Noonan may be seeing something in Romney that eludes me. Of course, she can find support for her view in the invectives of those liberal journalists, who have begun to depict the former Massachusetts governor and Republican nominee as an incipient fascist. But the right-wingers I meet, who are the ones who tried to keep Romney from winning the nomination, do not believe that he shares their “general attitudes, assumptions and sympathies.” They are going along with the candidate of the GOP regulars and Noonan’s Wall Street Journal because they think Obama may be worse.

Despite this undeserved plug for her newspaper’s editorial choice, Noonan does correctly underline the foolishness of Obama’s recent straying in the direction of the hardline social left. She notes that Obama is “actively bad in politics,” as opposed to being a politically clever ideologue. “Anyone good at politics does not pick a fight with the Catholic Church during an election year.”

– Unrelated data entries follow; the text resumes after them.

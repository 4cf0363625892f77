//! Feature/label schema
//!
//! A [`Descriptor`] maps raw records onto numeric vectors. Text properties
//! encode to their index in a dictionary built by [`Descriptor::fit`];
//! decoding a raw prediction maps back into the property's native value.

use crate::data::value::{Record, Value};
use crate::error::{NumlError, Result};
use ndarray::{Array1, Array2};
use serde::{Deserialize, Serialize};

/// Normalize free text the same way at training and evaluation time.
///
/// `.` and `-` survive so numeric-looking labels such as `1.5` and `-1`
/// stay distinct from `15` and `1`.
pub fn sanitize(text: &str) -> String {
    let cleaned: String = text
        .chars()
        .filter(|c| c.is_alphanumeric() || c.is_whitespace() || matches!(c, '.' | '-'))
        .collect::<String>()
        .to_lowercase();
    cleaned.split_whitespace().collect::<Vec<_>>().join(" ")
}

/// Encoding kind of a property
#[derive(Debug, Clone, PartialEq, Serialize, Deserialize)]
pub enum PropertyKind {
    /// Plain numeric value
    Number,
    /// true → 1.0, false → 0.0
    Boolean,
    /// Index into a sorted dictionary of sanitized values
    Text { dictionary: Vec<String> },
}

/// A named field of the schema
#[derive(Debug, Clone, PartialEq, Serialize, Deserialize)]
pub struct Property {
    pub name: String,
    pub kind: PropertyKind,
}

impl Property {
    pub fn number(name: impl Into<String>) -> Self {
        Self { name: name.into(), kind: PropertyKind::Number }
    }

    pub fn boolean(name: impl Into<String>) -> Self {
        Self { name: name.into(), kind: PropertyKind::Boolean }
    }

    /// Text property with an empty dictionary; fill it with [`Descriptor::fit`]
    pub fn text(name: impl Into<String>) -> Self {
        Self {
            name: name.into(),
            kind: PropertyKind::Text { dictionary: Vec::new() },
        }
    }

    pub fn is_text(&self) -> bool {
        matches!(self.kind, PropertyKind::Text { .. })
    }

    /// Encode a raw value into its numeric code.
    /// Missing values encode to 0.0 (or -1.0 for text, which no dictionary entry uses).
    pub fn encode(&self, value: &Value) -> Result<f64> {
        match &self.kind {
            PropertyKind::Number => match value {
                Value::Number(v) => Ok(*v),
                Value::Bool(b) => Ok(if *b { 1.0 } else { 0.0 }),
                Value::Text(s) => s.trim().parse::<f64>().map_err(|_| {
                    NumlError::InvalidInput(format!("{}: '{}' is not numeric", self.name, s))
                }),
                Value::Missing => Ok(0.0),
            },
            PropertyKind::Boolean => Ok(match parse_bool(value) {
                Some(true) => 1.0,
                _ => 0.0,
            }),
            PropertyKind::Text { dictionary } => match value {
                Value::Missing => Ok(-1.0),
                other => {
                    let key = sanitize(&other.to_string());
                    Ok(dictionary
                        .binary_search(&key)
                        .map(|i| i as f64)
                        .unwrap_or(-1.0))
                }
            },
        }
    }

    /// Decode a raw model output back into the native representation
    pub fn decode(&self, raw: f64) -> Value {
        match &self.kind {
            PropertyKind::Number => Value::Number(raw),
            PropertyKind::Boolean if raw.is_nan() => Value::Missing,
            PropertyKind::Boolean => Value::Bool(raw >= 0.5),
            PropertyKind::Text { dictionary } => {
                if raw.is_nan() || raw < 0.0 {
                    return Value::Missing;
                }
                dictionary
                    .get(raw.round() as usize)
                    .map(|s| Value::Text(s.clone()))
                    .unwrap_or(Value::Missing)
            }
        }
    }

    /// Normalize a raw truth value so it compares equal to a decoded prediction
    pub fn normalize(&self, value: &Value) -> Value {
        match &self.kind {
            PropertyKind::Number => value.as_f64().map(Value::Number).unwrap_or_else(|| value.clone()),
            PropertyKind::Boolean => parse_bool(value).map(Value::Bool).unwrap_or(Value::Missing),
            PropertyKind::Text { .. } => match value {
                Value::Missing => Value::Missing,
                other => Value::Text(sanitize(&other.to_string())),
            },
        }
    }
}

fn parse_bool(value: &Value) -> Option<bool> {
    match value {
        Value::Bool(b) => Some(*b),
        Value::Number(v) => Some(*v != 0.0),
        Value::Text(s) => match sanitize(s).as_str() {
            "true" | "yes" | "1" => Some(true),
            "false" | "no" | "0" => Some(false),
            _ => None,
        },
        Value::Missing => None,
    }
}

/// Schema of features and label used to convert records
#[derive(Debug, Clone, Default, PartialEq, Serialize, Deserialize)]
pub struct Descriptor {
    pub features: Vec<Property>,
    pub label: Option<Property>,
}

impl Descriptor {
    pub fn new() -> Self {
        Self::default()
    }

    pub fn with_feature(mut self, property: Property) -> Self {
        self.features.push(property);
        self
    }

    pub fn with_label(mut self, property: Property) -> Self {
        self.label = Some(property);
        self
    }

    /// Number of feature columns produced by [`Descriptor::convert`]
    pub fn n_features(&self) -> usize {
        self.features.len()
    }

    pub fn label(&self) -> Result<&Property> {
        self.label
            .as_ref()
            .ok_or_else(|| NumlError::InvalidConfiguration("descriptor has no label".to_string()))
    }

    /// Returns a copy whose text dictionaries cover every value in `examples`
    pub fn fit<R: Record>(&self, examples: &[R]) -> Result<Descriptor> {
        let mut fitted = self.clone();
        let properties = fitted.features.iter_mut().chain(fitted.label.iter_mut());
        for property in properties {
            if let PropertyKind::Text { dictionary } = &mut property.kind {
                for example in examples {
                    match example.field(&property.name) {
                        Some(Value::Missing) => {}
                        Some(value) => dictionary.push(sanitize(&value.to_string())),
                        None => return Err(NumlError::MissingField(property.name.clone())),
                    }
                }
                dictionary.sort();
                dictionary.dedup();
            }
        }
        Ok(fitted)
    }

    /// Convert a single record; appends the label code when `include_label` is set
    pub fn convert_one<R: Record + ?Sized>(&self, example: &R, include_label: bool) -> Result<Array1<f64>> {
        let mut row = Vec::with_capacity(self.features.len() + include_label as usize);
        for property in &self.features {
            row.push(property.encode(&read(example, &property.name)?)?);
        }
        if include_label {
            let label = self.label()?;
            row.push(label.encode(&read(example, &label.name)?)?);
        }
        Ok(Array1::from_vec(row))
    }

    /// Convert every record into a design matrix and label vector
    pub fn convert<R: Record>(&self, examples: &[R]) -> Result<(Array2<f64>, Array1<f64>)> {
        let label = self.label()?;
        let n_cols = self.features.len();
        let mut data = Vec::with_capacity(examples.len() * n_cols);
        let mut labels = Vec::with_capacity(examples.len());
        for example in examples {
            let row = self.convert_one(example, false)?;
            data.extend(row.iter().copied());
            labels.push(label.encode(&read(example, &label.name)?)?);
        }
        let x = Array2::from_shape_vec((examples.len(), n_cols), data)?;
        Ok((x, Array1::from_vec(labels)))
    }
}

fn read<R: Record + ?Sized>(example: &R, name: &str) -> Result<Value> {
    example
        .field(name)
        .ok_or_else(|| NumlError::MissingField(name.to_string()))
}

#[cfg(test)]
mod tests {
    use super::*;
    use crate::data::Row;

    fn row(height: f64, member: bool, color: &str, label: &str) -> Row {
        let mut r = Row::new();
        r.insert("height".into(), Value::Number(height));
        r.insert("member".into(), Value::Bool(member));
        r.insert("color".into(), Value::Text(color.into()));
        r.insert("class".into(), Value::Text(label.into()));
        r
    }

    fn descriptor() -> Descriptor {
        Descriptor::new()
            .with_feature(Property::number("height"))
            .with_feature(Property::boolean("member"))
            .with_feature(Property::text("color"))
            .with_label(Property::text("class"))
    }

    #[test]
    fn test_sanitize() {
        assert_eq!(sanitize("  Hello,   World! "), "hello world");
        assert_eq!(sanitize("YES"), "yes");
        assert_eq!(sanitize("-1.5 kg"), "-1.5 kg");
    }

    #[test]
    fn test_fit_builds_sorted_dictionary() {
        let examples = vec![row(1.0, true, "Red", "B"), row(2.0, false, "blue", "a"), row(3.0, true, "red!", "b")];
        let fitted = descriptor().fit(&examples).unwrap();
        match &fitted.features[2].kind {
            PropertyKind::Text { dictionary } => assert_eq!(dictionary, &vec!["blue".to_string(), "red".to_string()]),
            _ => panic!("expected text property"),
        }
        match &fitted.label().unwrap().kind {
            PropertyKind::Text { dictionary } => assert_eq!(dictionary, &vec!["a".to_string(), "b".to_string()]),
            _ => panic!("expected text label"),
        }
        let original = descriptor();
        assert_eq!(original.features[2].kind, PropertyKind::Text { dictionary: Vec::new() });
    }

    #[test]
    fn test_convert() {
        let examples = vec![row(1.0, true, "Red", "B"), row(2.0, false, "blue", "a")];
        let fitted = descriptor().fit(&examples).unwrap();
        let (x, y) = fitted.convert(&examples).unwrap();
        assert_eq!(x.dim(), (2, 3));
        assert_eq!(x.row(0).to_vec(), vec![1.0, 1.0, 1.0]);
        assert_eq!(x.row(1).to_vec(), vec![2.0, 0.0, 0.0]);
        assert_eq!(y.to_vec(), vec![1.0, 0.0]);

        let one = fitted.convert_one(&examples[0], true).unwrap();
        assert_eq!(one.to_vec(), vec![1.0, 1.0, 1.0, 1.0]);
    }

    #[test]
    fn test_missing_field() {
        let mut r = row(1.0, true, "red", "a");
        r.remove("height");
        let err = descriptor().convert_one(&r, false).unwrap_err();
        assert!(matches!(err, NumlError::MissingField(name) if name == "height"));
    }

    #[test]
    fn test_numeric_text_labels_stay_distinct() {
        let examples: Vec<Row> = ["1.5", "15", "-1", "1"]
            .iter()
            .map(|label| {
                let mut r = Row::new();
                r.insert("grade".to_string(), Value::Text(label.to_string()));
                r
            })
            .collect();
        let fitted = Descriptor::new()
            .with_label(Property::text("grade"))
            .fit(&examples)
            .unwrap();
        match &fitted.label().unwrap().kind {
            PropertyKind::Text { dictionary } => assert_eq!(dictionary, &["-1", "1", "1.5", "15"]),
            other => panic!("expected text label, got {:?}", other),
        }
    }

    #[test]
    fn test_decode_and_normalize() {
        let examples = vec![row(1.0, true, "Red", "B"), row(2.0, false, "blue", "a")];
        let fitted = descriptor().fit(&examples).unwrap();
        let label = fitted.label().unwrap();
        assert_eq!(label.decode(1.0), Value::Text("b".into()));
        assert_eq!(label.decode(7.0), Value::Missing);
        assert_eq!(label.normalize(&Value::Text(" B ".into())), Value::Text("b".into()));

        let flag = Property::boolean("member");
        assert_eq!(flag.decode(0.7), Value::Bool(true));
        assert_eq!(flag.decode(f64::NAN), Value::Missing);
        assert_eq!(flag.normalize(&Value::Text("No".into())), Value::Bool(false));
        assert_eq!(Property::number("n").decode(2.5), Value::Number(2.5));
    }

    #[test]
    fn test_convert_requires_label() {
        let d = Descriptor::new().with_feature(Property::number("height"));
        let examples = vec![row(1.0, true, "red", "a")];
        assert!(matches!(d.convert(&examples), Err(NumlError::InvalidConfiguration(_))));
    }
}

“If you’re good at politics but ideologically mean, you string the church along during election year” and then “revoke all protections in 2013, after you’ve been reelected.” Noonan believes Obama’s “campaign is making him look small and scared,” particularly when he forces his ally, Newark mayor Cory Booker, to retract a statement criticizing one of Obama’s recent assaults on equity companies.

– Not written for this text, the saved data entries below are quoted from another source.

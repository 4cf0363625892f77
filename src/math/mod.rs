//! Numeric building blocks shared by the generators
//!
//! - [`impurity`] - label impurity and information gain
//! - [`metrics`] - distance and similarity functions
//! - [`kernels`] - Gram matrices and kernel projections
//! - [`linkers`] - aggregate distance between groups of vectors
//! - [`cost`], [`regularization`], [`gradient_descent`] - parametric optimization

pub mod cost;
pub mod functions;
pub mod gradient_descent;
pub mod impurity;
pub mod kernels;
pub mod linkers;
pub mod metrics;
pub mod regularization;

pub use cost::{CostFunction, LinearCostFunction, LogisticCostFunction};
pub use functions::logistic;
pub use gradient_descent::GradientDescent;
pub use impurity::{segment, Conditional, Entropy, Gini, Misclassification, Impurity, Range};
pub use kernels::{Kernel, LinearKernel, PolyKernel, RbfKernel};
pub use linkers::{AverageLinker, CentroidLinker, CompleteLinker, Linker, SingleLinker};
pub use metrics::{
    CosineDistance, CosineSimilarity, Distance, EuclideanDistance, EuclideanSimilarity,
    HammingDistance, ManhattanDistance, PearsonCorrelation, Similarity, TanimotoCoefficient,
};
pub use regularization::{L2Regularizer, Regularizer};
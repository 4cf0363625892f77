//! Learner configuration

use crate::error::{NumlError, Result};
use serde::{Deserialize, Serialize};
use std::path::Path;

/// Configuration for a best-of-trials learning run
#[derive(Debug, Clone, PartialEq, Serialize, Deserialize)]
pub struct LearnerConfig {
    /// Share of examples used for training, in (0, 1)
    pub training_percentage: f64,

    /// Number of independent trials per generator (>= 1)
    pub repeat: usize,

    /// Seed for the train/test sampler; `None` uses the process-wide source
    pub seed: Option<u64>,
}

impl Default for LearnerConfig {
    fn default() -> Self {
        Self {
            training_percentage: 0.75,
            repeat: 1,
            seed: None,
        }
    }
}

impl LearnerConfig {
    pub fn new(training_percentage: f64, repeat: usize) -> Self {
        Self {
            training_percentage,
            repeat,
            seed: None,
        }
    }

    pub fn with_training_percentage(mut self, training_percentage: f64) -> Self {
        self.training_percentage = training_percentage;
        self
    }

    pub fn with_repeat(mut self, repeat: usize) -> Self {
        self.repeat = repeat;
        self
    }

    /// Set random seed for reproducible splits
    pub fn with_seed(mut self, seed: u64) -> Self {
        self.seed = Some(seed);
        self
    }

    pub fn validate(&self) -> Result<()> {
        let p = self.training_percentage;
        if !(p > 0.0 && p < 1.0) {
            return Err(NumlError::InvalidConfiguration(format!(
                "training_percentage must be in (0, 1), got {}",
                p
            )));
        }
        if self.repeat == 0 {
            return Err(NumlError::InvalidConfiguration(
                "repeat must be at least 1".to_string(),
            ));
        }
        Ok(())
    }

    /// Load a configuration from a JSON file
    pub fn load(path: impl AsRef<Path>) -> Result<Self> {
        let json = std::fs::read_to_string(path)?;
        let config: Self = serde_json::from_str(&json)?;
        config.validate()?;
        Ok(config)
    }

    /// Save the configuration as pretty JSON
    pub fn save(&self, path: impl AsRef<Path>) -> Result<()> {
        let json = serde_json::to_string_pretty(self)?;
        std::fs::write(path, json)?;
        Ok(())
    }
}

#[cfg(test)]
mod tests {
    use super::*;

    #[test]
    fn test_default_is_valid() {
        let config = LearnerConfig::default();
        assert!(config.validate().is_ok());
        assert_eq!(config.repeat, 1);
    }

    #[test]
    fn test_validation() {
        for p in [0.0, 1.0, -0.5, 1.5, f64::NAN] {
            let config = LearnerConfig::default().with_training_percentage(p);
            assert!(matches!(config.validate(), Err(NumlError::InvalidConfiguration(_))), "{} accepted", p);
        }
        let config = LearnerConfig::default().with_repeat(0);
        assert!(config.validate().is_err());
    }

    #[test]
    fn test_save_load() {
        let dir = tempfile::tempdir().unwrap();
        let path = dir.path().join("learner.json");
        let config = LearnerConfig::new(0.8, 5).with_seed(7);
        config.save(&path).unwrap();
        assert_eq!(LearnerConfig::load(&path).unwrap(), config);
    }
}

It seems that outside of grievance-driven constituencies and friends in the entertainment industry, Obama may be looking at an increasingly restricted electoral base. But his ineptitude may be even worse than Noonan suggests. As a still personally popular executive in a country that has swung leftward culturally and socially, Obama should be able to win in a cakewalk.

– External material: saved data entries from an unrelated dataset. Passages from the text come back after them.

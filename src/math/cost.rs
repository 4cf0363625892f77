//! Cost functions for parametric generators
//!
//! Both functions apply the regularizer only when `lambda != 0`.

use crate::error::{NumlError, Result};
use crate::math::functions::logistic;
use crate::math::regularization::Regularizer;
use ndarray::{Array1, ArrayView1, ArrayView2};

pub trait CostFunction: Send + Sync {
    /// Map a linear response `xᵗθ` to the model output
    fn hypothesis(&self, z: f64) -> f64;

    fn compute_cost(
        &self,
        theta: ArrayView1<f64>,
        x: ArrayView2<f64>,
        y: ArrayView1<f64>,
        lambda: f64,
        regularizer: &dyn Regularizer,
    ) -> Result<f64>;

    /// Gradient of the cost; same length as `theta`
    fn compute_gradient(
        &self,
        theta: ArrayView1<f64>,
        x: ArrayView2<f64>,
        y: ArrayView1<f64>,
        lambda: f64,
        regularizer: &dyn Regularizer,
    ) -> Result<Array1<f64>>;
}

fn check_shapes(theta: &ArrayView1<f64>, x: &ArrayView2<f64>, y: &ArrayView1<f64>) -> Result<usize> {
    NumlError::check_dims(x.ncols(), theta.len())?;
    NumlError::check_dims(x.nrows(), y.len())?;
    if x.nrows() == 0 {
        return Err(NumlError::InvalidInput("cost over zero examples".to_string()));
    }
    Ok(x.nrows())
}

/// `Xᵗ(h - y) / m`, regularized when `lambda != 0`
fn gradient_from(
    theta: ArrayView1<f64>,
    x: ArrayView2<f64>,
    residual: Array1<f64>,
    m: usize,
    lambda: f64,
    regularizer: &dyn Regularizer,
) -> Result<Array1<f64>> {
    let gradient = x.t().dot(&residual) / m as f64;
    if lambda != 0.0 {
        regularizer.regularize_gradient(theta, gradient, m, lambda)
    } else {
        Ok(gradient)
    }
}

/// Mean squared residual `(1/2m)·Σ(Xθ - y)²`
#[derive(Debug, Clone, Copy, Default)]
pub struct LinearCostFunction;

impl CostFunction for LinearCostFunction {
    fn hypothesis(&self, z: f64) -> f64 {
        z
    }

    fn compute_cost(
        &self,
        theta: ArrayView1<f64>,
        x: ArrayView2<f64>,
        y: ArrayView1<f64>,
        lambda: f64,
        regularizer: &dyn Regularizer,
    ) -> Result<f64> {
        let m = check_shapes(&theta, &x, &y)?;
        let residual = x.dot(&theta) - &y;
        let cost = residual.dot(&residual) / (2.0 * m as f64);
        Ok(if lambda != 0.0 {
            regularizer.regularize_cost(cost, theta, m, lambda)
        } else {
            cost
        })
    }

    fn compute_gradient(
        &self,
        theta: ArrayView1<f64>,
        x: ArrayView2<f64>,
        y: ArrayView1<f64>,
        lambda: f64,
        regularizer: &dyn Regularizer,
    ) -> Result<Array1<f64>> {
        let m = check_shapes(&theta, &x, &y)?;
        let residual = x.dot(&theta) - &y;
        gradient_from(theta, x, residual, m, lambda, regularizer)
    }
}

/// Mean negative log-likelihood of `logistic(Xθ)`.
///
/// `log(1 - p)` is taken as `log(|1 - p|)` so rounding that pushes `p`
/// marginally above 1 does not produce NaN.
#[derive(Debug, Clone, Copy, Default)]
pub struct LogisticCostFunction;

impl CostFunction for LogisticCostFunction {
    fn hypothesis(&self, z: f64) -> f64 {
        logistic(z)
    }

    fn compute_cost(
        &self,
        theta: ArrayView1<f64>,
        x: ArrayView2<f64>,
        y: ArrayView1<f64>,
        lambda: f64,
        regularizer: &dyn Regularizer,
    ) -> Result<f64> {
        let m = check_shapes(&theta, &x, &y)?;
        let p = x.dot(&theta).mapv(logistic);
        let total: f64 = p
            .iter()
            .zip(y.iter())
            .map(|(&pi, &yi)| -yi * pi.ln() - (1.0 - yi) * (1.0 - pi).abs().ln())
            .sum();
        let cost = total / m as f64;
        Ok(if lambda != 0.0 {
            regularizer.regularize_cost(cost, theta, m, lambda)
        } else {
            cost
        })
    }

    fn compute_gradient(
        &self,
        theta: ArrayView1<f64>,
        x: ArrayView2<f64>,
        y: ArrayView1<f64>,
        lambda: f64,
        regularizer: &dyn Regularizer,
    ) -> Result<Array1<f64>> {
        let m = check_shapes(&theta, &x, &y)?;
        let residual = x.dot(&theta).mapv(logistic) - &y;
        gradient_from(theta, x, residual, m, lambda, regularizer)
    }
}

#[cfg(test)]
mod tests {
    use super::*;
    use crate::math::regularization::L2Regularizer;
    use ndarray::{arr1, arr2};

    #[test]
    fn test_linear_cost_and_gradient() {
        let x = arr2(&[[1.0, 1.0], [1.0, 2.0]]);
        let y = arr1(&[2.0, 4.0]);
        let theta = arr1(&[0.0, 1.0]);
        // residuals -1, -2
        let cost = LinearCostFunction
            .compute_cost(theta.view(), x.view(), y.view(), 0.0, &L2Regularizer)
            .unwrap();
        assert!((cost - 1.25).abs() < 1e-12);

        let grad = LinearCostFunction
            .compute_gradient(theta.view(), x.view(), y.view(), 0.0, &L2Regularizer)
            .unwrap();
        assert!((grad[0] + 1.5).abs() < 1e-12);
        assert!((grad[1] + 2.5).abs() < 1e-12);
    }

    #[test]
    fn test_zero_lambda_matches_unregularized() {
        let x = arr2(&[[1.0, 0.5, -1.0], [1.0, 2.0, 0.3], [1.0, -0.7, 1.1]]);
        let y = arr1(&[1.0, 0.0, 1.0]);
        let theta = arr1(&[0.4, -1.2, 3.3]);

        let residual = x.dot(&theta) - &y;
        let expected_cost = residual.dot(&residual) / 6.0;
        let expected_grad = x.t().dot(&residual) / 3.0;

        let cost = LinearCostFunction
            .compute_cost(theta.view(), x.view(), y.view(), 0.0, &L2Regularizer)
            .unwrap();
        let grad = LinearCostFunction
            .compute_gradient(theta.view(), x.view(), y.view(), 0.0, &L2Regularizer)
            .unwrap();
        assert_eq!(cost, expected_cost);
        assert_eq!(grad, expected_grad);
    }

    #[test]
    fn test_zero_lambda_matches_unregularized_log_loss() {
        let x = arr2(&[[1.0, 0.5, -1.0], [1.0, 2.0, 0.3], [1.0, -0.7, 1.1]]);
        let y = arr1(&[1.0, 0.0, 1.0]);
        let theta = arr1(&[0.4, -1.2, 3.3]);

        let p = x.dot(&theta).mapv(logistic);
        let expected_cost = (-(p[0].ln()) - (1.0 - p[1]).abs().ln() - p[2].ln()) / 3.0;
        let expected_grad = x.t().dot(&(&p - &y)) / 3.0;

        let cost = LogisticCostFunction
            .compute_cost(theta.view(), x.view(), y.view(), 0.0, &L2Regularizer)
            .unwrap();
        let grad = LogisticCostFunction
            .compute_gradient(theta.view(), x.view(), y.view(), 0.0, &L2Regularizer)
            .unwrap();
        assert!((cost - expected_cost).abs() < 1e-12);
        assert_eq!(grad, expected_grad);
    }

    #[test]
    fn test_regularization_leaves_bias_gradient() {
        let x = arr2(&[[1.0, 0.5, -1.0], [1.0, 2.0, 0.3], [1.0, -0.7, 1.1]]);
        let y = arr1(&[1.0, 0.0, 1.0]);
        let theta = arr1(&[0.4, -1.2, 3.3]);
        let costs: Vec<Box<dyn CostFunction>> = vec![Box::new(LinearCostFunction), Box::new(LogisticCostFunction)];
        for cf in costs {
            let plain = cf.compute_cost(theta.view(), x.view(), y.view(), 0.0, &L2Regularizer).unwrap();
            let grad = cf.compute_gradient(theta.view(), x.view(), y.view(), 0.0, &L2Regularizer).unwrap();
            let reg = cf.compute_cost(theta.view(), x.view(), y.view(), 1.0, &L2Regularizer).unwrap();
            let reg_grad = cf.compute_gradient(theta.view(), x.view(), y.view(), 1.0, &L2Regularizer).unwrap();
            assert!(reg > plain);
            assert_eq!(grad[0], reg_grad[0]);
            assert!((reg_grad[1] - grad[1] - (-1.2 / 3.0)).abs() < 1e-12);
        }
    }

    #[test]
    fn test_logistic_cost_at_zero_theta() {
        let x = arr2(&[[1.0, 2.0], [1.0, -2.0]]);
        let y = arr1(&[1.0, 0.0]);
        let theta = arr1(&[0.0, 0.0]);
        let cost = LogisticCostFunction
            .compute_cost(theta.view(), x.view(), y.view(), 0.0, &L2Regularizer)
            .unwrap();
        assert!((cost - std::f64::consts::LN_2).abs() < 1e-12);
    }

    #[test]
    fn test_shape_mismatch() {
        let x = arr2(&[[1.0, 2.0]]);
        let y = arr1(&[1.0]);
        let theta = arr1(&[0.0, 0.0, 0.0]);
        assert!(LinearCostFunction
            .compute_cost(theta.view(), x.view(), y.view(), 0.0, &L2Regularizer)
            .is_err());
    }
}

But he has frustrated his own efforts. His economic policies have been disastrous; his attempts to blame all his predictable disasters on a Republican administration that went away three and a half years ago borders on the hallucinatory; and his recent attempts to go for broke on leftist social issues, are all causing his lead over Romney to slip. He is clearly losing what political scientists like to call “the undecided center.”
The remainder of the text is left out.